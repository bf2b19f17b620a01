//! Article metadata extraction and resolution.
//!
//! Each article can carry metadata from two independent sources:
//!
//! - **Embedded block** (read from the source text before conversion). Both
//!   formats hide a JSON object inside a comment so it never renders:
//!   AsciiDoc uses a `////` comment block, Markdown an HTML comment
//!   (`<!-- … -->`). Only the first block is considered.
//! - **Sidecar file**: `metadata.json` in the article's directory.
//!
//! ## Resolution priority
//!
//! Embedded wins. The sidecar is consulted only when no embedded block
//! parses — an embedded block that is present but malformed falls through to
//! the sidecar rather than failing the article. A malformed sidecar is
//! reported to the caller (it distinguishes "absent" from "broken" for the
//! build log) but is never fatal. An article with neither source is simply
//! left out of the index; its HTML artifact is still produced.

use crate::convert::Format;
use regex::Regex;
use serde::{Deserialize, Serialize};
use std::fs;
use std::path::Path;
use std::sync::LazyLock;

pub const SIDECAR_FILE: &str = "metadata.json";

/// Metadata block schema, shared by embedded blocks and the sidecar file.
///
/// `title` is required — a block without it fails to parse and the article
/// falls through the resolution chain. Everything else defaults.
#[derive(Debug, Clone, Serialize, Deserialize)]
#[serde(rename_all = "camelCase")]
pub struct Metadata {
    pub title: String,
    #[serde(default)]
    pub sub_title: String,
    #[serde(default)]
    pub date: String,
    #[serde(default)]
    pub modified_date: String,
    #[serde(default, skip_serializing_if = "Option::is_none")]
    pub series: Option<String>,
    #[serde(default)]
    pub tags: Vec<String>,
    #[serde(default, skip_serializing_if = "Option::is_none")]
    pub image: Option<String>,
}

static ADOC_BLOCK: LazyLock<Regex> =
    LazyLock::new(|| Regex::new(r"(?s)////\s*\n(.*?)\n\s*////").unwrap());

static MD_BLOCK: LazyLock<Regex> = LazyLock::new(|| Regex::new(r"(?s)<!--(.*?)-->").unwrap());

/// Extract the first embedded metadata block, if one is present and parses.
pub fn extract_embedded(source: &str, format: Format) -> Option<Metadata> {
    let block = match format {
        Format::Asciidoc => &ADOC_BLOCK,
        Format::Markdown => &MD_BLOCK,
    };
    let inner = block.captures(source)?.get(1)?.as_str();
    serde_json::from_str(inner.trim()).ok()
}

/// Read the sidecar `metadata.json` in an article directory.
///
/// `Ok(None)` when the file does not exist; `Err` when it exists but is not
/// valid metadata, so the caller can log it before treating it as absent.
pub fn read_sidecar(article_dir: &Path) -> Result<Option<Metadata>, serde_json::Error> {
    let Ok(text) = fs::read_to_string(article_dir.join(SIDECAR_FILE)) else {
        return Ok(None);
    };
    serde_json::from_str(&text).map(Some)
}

◆ ◆ ◆

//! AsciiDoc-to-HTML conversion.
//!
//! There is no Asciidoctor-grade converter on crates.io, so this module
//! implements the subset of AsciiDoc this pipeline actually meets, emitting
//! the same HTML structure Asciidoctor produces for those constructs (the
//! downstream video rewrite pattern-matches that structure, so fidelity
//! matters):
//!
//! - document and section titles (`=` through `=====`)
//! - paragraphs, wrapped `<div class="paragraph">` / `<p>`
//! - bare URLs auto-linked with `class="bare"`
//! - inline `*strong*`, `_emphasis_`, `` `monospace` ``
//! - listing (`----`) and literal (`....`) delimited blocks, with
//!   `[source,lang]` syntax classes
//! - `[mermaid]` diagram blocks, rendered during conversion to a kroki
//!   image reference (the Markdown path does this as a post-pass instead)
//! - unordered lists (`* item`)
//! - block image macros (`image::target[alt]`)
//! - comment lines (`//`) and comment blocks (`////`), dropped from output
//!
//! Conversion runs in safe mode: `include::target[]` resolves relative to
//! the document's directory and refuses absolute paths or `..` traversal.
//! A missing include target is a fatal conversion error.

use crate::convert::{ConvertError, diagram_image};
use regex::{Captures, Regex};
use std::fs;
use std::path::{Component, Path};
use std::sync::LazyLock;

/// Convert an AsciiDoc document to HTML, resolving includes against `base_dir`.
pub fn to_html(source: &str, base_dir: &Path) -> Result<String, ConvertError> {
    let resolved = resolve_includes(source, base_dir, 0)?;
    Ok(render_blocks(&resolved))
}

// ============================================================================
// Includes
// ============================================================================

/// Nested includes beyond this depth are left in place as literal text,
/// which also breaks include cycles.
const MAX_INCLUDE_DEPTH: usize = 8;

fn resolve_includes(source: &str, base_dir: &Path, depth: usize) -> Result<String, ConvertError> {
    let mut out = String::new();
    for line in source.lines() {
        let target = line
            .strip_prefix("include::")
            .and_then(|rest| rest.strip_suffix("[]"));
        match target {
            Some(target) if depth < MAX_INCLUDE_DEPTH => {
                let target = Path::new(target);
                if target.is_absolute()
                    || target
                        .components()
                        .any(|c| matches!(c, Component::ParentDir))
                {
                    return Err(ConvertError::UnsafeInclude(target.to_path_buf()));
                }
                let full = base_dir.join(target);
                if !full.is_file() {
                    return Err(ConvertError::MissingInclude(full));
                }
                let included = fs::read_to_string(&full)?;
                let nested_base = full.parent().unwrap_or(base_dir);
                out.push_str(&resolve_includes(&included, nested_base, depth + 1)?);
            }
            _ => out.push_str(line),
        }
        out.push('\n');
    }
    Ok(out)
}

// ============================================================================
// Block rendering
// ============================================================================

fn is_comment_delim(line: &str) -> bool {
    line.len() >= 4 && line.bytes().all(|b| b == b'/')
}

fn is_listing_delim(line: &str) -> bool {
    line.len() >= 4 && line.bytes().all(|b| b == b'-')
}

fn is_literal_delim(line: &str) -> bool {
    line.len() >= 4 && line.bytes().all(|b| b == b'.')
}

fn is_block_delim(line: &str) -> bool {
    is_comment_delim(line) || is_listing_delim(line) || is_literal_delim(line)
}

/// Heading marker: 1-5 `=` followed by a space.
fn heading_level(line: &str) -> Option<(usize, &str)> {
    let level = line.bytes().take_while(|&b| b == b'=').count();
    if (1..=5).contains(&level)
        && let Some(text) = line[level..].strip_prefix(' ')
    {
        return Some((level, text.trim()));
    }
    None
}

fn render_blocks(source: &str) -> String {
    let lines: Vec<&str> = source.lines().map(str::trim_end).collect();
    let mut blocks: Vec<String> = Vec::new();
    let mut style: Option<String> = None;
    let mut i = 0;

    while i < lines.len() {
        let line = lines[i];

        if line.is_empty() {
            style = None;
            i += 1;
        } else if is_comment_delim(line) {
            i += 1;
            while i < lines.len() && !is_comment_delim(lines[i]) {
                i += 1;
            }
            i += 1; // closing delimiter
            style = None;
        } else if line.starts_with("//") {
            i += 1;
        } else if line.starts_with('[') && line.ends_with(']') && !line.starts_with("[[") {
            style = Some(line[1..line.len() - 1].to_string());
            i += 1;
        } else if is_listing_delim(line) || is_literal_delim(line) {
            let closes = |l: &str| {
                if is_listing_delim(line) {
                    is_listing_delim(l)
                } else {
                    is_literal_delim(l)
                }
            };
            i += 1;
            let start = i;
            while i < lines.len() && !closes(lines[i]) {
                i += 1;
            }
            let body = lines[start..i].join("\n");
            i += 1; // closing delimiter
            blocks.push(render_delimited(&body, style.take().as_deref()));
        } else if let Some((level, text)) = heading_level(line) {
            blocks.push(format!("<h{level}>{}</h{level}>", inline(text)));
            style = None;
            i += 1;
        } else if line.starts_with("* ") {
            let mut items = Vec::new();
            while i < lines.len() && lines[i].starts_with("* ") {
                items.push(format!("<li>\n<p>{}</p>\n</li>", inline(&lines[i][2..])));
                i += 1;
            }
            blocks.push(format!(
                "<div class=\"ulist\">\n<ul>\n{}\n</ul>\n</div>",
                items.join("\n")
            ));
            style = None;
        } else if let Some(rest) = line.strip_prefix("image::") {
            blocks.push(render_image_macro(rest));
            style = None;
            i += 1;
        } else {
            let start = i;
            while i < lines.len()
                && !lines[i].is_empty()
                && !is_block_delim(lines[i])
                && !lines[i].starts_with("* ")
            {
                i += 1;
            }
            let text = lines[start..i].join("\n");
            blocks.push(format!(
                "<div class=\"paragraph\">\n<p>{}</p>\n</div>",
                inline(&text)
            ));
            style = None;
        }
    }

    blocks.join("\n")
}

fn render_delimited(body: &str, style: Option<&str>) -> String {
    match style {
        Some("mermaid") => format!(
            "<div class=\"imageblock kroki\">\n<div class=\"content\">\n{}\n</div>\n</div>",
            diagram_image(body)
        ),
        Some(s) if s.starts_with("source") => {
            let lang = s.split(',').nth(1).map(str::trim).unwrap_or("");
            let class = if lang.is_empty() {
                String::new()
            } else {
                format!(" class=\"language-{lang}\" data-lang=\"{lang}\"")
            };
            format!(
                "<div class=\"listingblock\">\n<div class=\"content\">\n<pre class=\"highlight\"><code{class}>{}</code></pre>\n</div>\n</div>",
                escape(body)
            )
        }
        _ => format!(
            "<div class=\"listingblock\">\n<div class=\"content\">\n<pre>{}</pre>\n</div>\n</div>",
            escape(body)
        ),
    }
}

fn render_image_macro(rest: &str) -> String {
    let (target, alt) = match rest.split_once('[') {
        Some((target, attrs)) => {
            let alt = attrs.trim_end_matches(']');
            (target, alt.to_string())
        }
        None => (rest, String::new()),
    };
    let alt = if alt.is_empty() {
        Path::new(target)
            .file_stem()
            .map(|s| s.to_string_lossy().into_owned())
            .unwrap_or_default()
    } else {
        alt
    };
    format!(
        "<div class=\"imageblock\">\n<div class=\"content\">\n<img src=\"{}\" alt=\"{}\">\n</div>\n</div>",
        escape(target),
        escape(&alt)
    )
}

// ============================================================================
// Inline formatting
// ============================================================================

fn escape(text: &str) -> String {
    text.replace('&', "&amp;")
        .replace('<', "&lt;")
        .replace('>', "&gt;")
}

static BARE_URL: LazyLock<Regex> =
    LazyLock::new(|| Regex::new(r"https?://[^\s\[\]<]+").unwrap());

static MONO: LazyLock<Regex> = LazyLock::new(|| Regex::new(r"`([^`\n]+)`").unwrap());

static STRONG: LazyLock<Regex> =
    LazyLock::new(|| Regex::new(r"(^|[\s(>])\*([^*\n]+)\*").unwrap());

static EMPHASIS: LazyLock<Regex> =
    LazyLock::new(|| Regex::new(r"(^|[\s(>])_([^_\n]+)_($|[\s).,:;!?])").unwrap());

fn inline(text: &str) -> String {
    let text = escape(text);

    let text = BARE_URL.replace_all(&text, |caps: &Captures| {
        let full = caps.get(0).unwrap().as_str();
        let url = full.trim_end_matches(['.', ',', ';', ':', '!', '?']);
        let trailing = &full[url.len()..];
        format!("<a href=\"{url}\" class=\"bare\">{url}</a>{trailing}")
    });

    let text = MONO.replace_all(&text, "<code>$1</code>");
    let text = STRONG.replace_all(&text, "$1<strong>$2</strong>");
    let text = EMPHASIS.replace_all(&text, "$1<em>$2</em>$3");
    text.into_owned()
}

◆ ◆ ◆

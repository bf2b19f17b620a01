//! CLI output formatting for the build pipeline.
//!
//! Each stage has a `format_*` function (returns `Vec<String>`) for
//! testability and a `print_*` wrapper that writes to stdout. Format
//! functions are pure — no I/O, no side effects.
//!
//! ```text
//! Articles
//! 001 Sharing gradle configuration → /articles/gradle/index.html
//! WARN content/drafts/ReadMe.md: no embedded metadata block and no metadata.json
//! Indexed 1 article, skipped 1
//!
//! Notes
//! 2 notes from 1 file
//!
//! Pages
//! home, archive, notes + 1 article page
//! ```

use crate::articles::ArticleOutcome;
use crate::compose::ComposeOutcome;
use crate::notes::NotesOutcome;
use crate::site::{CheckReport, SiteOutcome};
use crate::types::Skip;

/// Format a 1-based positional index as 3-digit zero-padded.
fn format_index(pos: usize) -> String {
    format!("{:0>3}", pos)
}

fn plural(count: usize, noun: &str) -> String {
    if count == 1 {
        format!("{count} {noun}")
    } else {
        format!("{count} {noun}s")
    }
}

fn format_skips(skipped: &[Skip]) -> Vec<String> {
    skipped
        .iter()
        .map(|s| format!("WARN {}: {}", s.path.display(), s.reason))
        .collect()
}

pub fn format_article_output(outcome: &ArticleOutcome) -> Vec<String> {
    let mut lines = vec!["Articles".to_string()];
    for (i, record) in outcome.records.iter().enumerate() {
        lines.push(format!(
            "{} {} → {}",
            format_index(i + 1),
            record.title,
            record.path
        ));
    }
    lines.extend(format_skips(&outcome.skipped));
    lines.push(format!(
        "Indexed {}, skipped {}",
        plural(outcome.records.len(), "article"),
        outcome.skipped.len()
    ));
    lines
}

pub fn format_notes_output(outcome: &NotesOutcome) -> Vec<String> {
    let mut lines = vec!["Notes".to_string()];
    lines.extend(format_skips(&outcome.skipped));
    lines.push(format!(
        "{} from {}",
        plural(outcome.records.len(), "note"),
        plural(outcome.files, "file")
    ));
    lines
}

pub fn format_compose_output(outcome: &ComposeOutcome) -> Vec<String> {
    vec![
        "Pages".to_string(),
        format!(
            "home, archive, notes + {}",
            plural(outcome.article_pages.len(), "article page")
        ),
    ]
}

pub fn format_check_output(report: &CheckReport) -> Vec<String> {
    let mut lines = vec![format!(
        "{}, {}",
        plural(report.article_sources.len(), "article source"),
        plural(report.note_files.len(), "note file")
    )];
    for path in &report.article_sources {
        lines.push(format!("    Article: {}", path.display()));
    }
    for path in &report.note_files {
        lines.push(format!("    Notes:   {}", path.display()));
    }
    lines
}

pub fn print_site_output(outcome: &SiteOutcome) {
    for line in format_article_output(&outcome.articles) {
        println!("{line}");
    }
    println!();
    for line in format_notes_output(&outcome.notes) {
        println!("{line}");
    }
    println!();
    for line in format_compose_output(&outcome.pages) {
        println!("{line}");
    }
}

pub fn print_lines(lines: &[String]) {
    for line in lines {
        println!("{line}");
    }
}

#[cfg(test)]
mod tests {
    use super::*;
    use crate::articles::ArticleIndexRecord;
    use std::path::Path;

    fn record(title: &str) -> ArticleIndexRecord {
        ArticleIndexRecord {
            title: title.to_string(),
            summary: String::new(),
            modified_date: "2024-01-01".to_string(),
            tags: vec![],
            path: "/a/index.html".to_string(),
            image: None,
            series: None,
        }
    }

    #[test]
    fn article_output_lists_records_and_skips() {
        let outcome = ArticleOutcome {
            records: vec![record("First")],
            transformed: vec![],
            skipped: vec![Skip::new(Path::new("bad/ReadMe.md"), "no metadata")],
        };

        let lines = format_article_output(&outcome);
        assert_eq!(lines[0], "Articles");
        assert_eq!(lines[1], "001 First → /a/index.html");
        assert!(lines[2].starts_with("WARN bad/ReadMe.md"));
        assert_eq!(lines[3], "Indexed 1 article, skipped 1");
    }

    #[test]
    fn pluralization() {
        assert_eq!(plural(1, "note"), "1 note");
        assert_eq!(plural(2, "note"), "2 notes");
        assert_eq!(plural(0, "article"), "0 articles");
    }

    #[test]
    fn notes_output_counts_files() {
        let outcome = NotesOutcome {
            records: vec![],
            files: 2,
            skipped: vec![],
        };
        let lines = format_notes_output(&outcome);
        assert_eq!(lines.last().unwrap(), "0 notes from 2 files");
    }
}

◆ ◆ ◆

* **What is needed**
Would you state how many lines of the data above hold the string "rest"? Reply with the number alone.

* **Response to this exercise**
6